Producing and delivering Schedule K-1s to a broad investor base sometimes numbering in the thousands is administratively intensive and does not scale as easily as Form 1099 reporting without a heavy investment in technology, automation, investor support, and, increasingly, AI. Onboarding retail or semi-retail investors into a K-1 product also requires service models, investor education, and infrastructure that many platforms do not fully appreciate and are possibly still building.

If partnership interests become too freely traded, the vehicle may risk being treated as a publicly traded partnership, which can result in corporate tax treatment and potentially a second layer of tax on distributions. Additionally, to accommodate tax-exempt or foreign investors, sponsors may need to implement blocker entities or parallel fund structures to manage UBTI or effectively connected income exposure.

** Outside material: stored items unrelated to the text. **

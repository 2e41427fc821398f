pub static ENV_KEY: &str = "ENV";

pub enum Environment {
    Development,
    Production,
}

pub fn which() -> Environment {
    #[cfg(debug_assertions)]
    let default_env = Environment::Development;
    #[cfg(not(debug_assertions))]
    let default_env = Environment::Production;

    match std::env::var(ENV_KEY) {
        Err(_) => default_env,
        Ok(v) => match v.to_lowercase().as_str() {
            "production" => Environment::Production,
            _ => Environment::Development,
        },
    }
}
use axum::{routing::post, Router};
use registry::AppRegistry;

use crate::handler::coupon::validate_coupon;

pub fn build_coupon_routers() -> Router<AppRegistry> {
    let coupon_routers = Router::new().route("/validate", post(validate_coupon));

    Router::new().nest("/coupons", coupon_routers)
}
use crate::model::guest::Guest;
use async_trait::async_trait;
use shared::error::AppResult;

#[async_trait]
pub trait GuestRepository: Send + Sync {
    async fn find_all(&self) -> AppResult<Vec<Guest>>;
}
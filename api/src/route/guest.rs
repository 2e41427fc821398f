use axum::{routing::get, Router};
use registry::AppRegistry;

use crate::handler::guest::show_guest_list;

pub fn build_guest_routers() -> Router<AppRegistry> {
    let guest_routers = Router::new().route("/", get(show_guest_list));

    Router::new().nest("/guests", guest_routers)
}
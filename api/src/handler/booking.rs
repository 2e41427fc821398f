use crate::{
    extractor::AuthorizedUser,
    model::booking::{BookingsResponse, CreateBookingRequest, CreateBookingResponse},
};
use axum::{
    extract::{Path, State},
    http::StatusCode,
    Json,
};
use garde::Validate;
use kernel::model::{booking::event::CreateBooking, id::BookingId};
use registry::AppRegistry;
use shared::error::{AppError, AppResult};

pub async fn create_booking(
    _user: AuthorizedUser,
    State(registry): State<AppRegistry>,
    Json(req): Json<CreateBookingRequest>,
) -> AppResult<(StatusCode, Json<CreateBookingResponse>)> {
    req.validate(&())?;

    if req.check_out_date <= req.check_in_date {
        return Err(AppError::UnprocessableEntity(
            "check-out date must be after check-in date".into(),
        ));
    }

    // Unknown or invalid promo codes are dropped without an error here;
    // only the validation endpoint reports them.
    let coupon = req
        .promo_code
        .as_deref()
        .and_then(|code| registry.coupon_registry().lookup(code).cloned());

    let event = CreateBooking::new(
        req.guest_name,
        req.guest_email,
        req.room_id,
        req.check_in_date,
        req.check_out_date,
        coupon,
    );

    registry
        .booking_repository()
        .create(event)
        .await
        .map(CreateBookingResponse::from)
        .map(|booking| (StatusCode::CREATED, Json(booking)))
}

pub async fn show_booking_list(
    user: AuthorizedUser,
    State(registry): State<AppRegistry>,
) -> AppResult<Json<BookingsResponse>> {
    if !user.is_admin() {
        return Err(AppError::ForbiddenOperation);
    }

    registry
        .booking_repository()
        .find_all()
        .await
        .map(BookingsResponse::from)
        .map(Json)
}

pub async fn cancel_booking(
    user: AuthorizedUser,
    Path(booking_id): Path<BookingId>,
    State(registry): State<AppRegistry>,
) -> AppResult<StatusCode> {
    if !user.is_admin() {
        return Err(AppError::ForbiddenOperation);
    }

    registry
        .booking_repository()
        .cancel(booking_id)
        .await
        .map(|_| StatusCode::OK)
}

pub async fn delete_booking(
    user: AuthorizedUser,
    Path(booking_id): Path<BookingId>,
    State(registry): State<AppRegistry>,
) -> AppResult<StatusCode> {
    if !user.is_admin() {
        return Err(AppError::ForbiddenOperation);
    }

    registry
        .booking_repository()
        .delete(booking_id)
        .await
        .map(|_| StatusCode::OK)
}
use super::{
    auth::build_auth_routers, booking::build_booking_routers, coupon::build_coupon_routers,
    guest::build_guest_routers, health::build_health_check_routers, room::build_room_routers,
    user::build_user_routers,
};
use axum::Router;
use registry::AppRegistry;

pub fn routes() -> Router<AppRegistry> {
    let router = Router::new()
        .merge(build_health_check_routers())
        .merge(build_auth_routers())
        .merge(build_user_routers())
        .merge(build_room_routers())
        .merge(build_booking_routers())
        .merge(build_guest_routers())
        .merge(build_coupon_routers());

    Router::new().nest("/api/v1", router)
}
use crate::model::{
    id::RoomId,
    room::{
        event::{CreateRoom, DeleteRoom, UpdateRoom},
        Room,
    },
};
use async_trait::async_trait;
use shared::error::AppResult;

#[async_trait]
pub trait RoomRepository: Send + Sync {
    async fn create(&self, event: CreateRoom) -> AppResult<Room>;
    // Ordered by room number ascending; implementations may serve this from
    // a cache bounded by a short staleness window.
    async fn find_all(&self) -> AppResult<Vec<Room>>;
    async fn find_by_id(&self, room_id: RoomId) -> AppResult<Option<Room>>;
    async fn update(&self, event: UpdateRoom) -> AppResult<()>;
    async fn delete(&self, event: DeleteRoom) -> AppResult<()>;
}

This adds another layer of complexity and cost to the fund’s partnership structure.

States vary widely in how they calculate taxable income, apply apportionment formulas, and impose partner-level compliance requirements. Sponsors may need to provide state-specific K-1s to all investors and manage state withholding and composite payments or returns. These state-specific requirements may result in a significant increase in administrative and tax compliance burdens and cost.

For investors, the burden is similarly spread across several tax consequences of owning a partnership interest, which generally fall into several areas:

K-1 reporting is more complicated than Form 1099 reporting, and K-1s often arrive later in the tax season, which can push investors into filing extensions. A fund’s investment activities may also create state tax filing obligations in jurisdictions where the investor has no other presence.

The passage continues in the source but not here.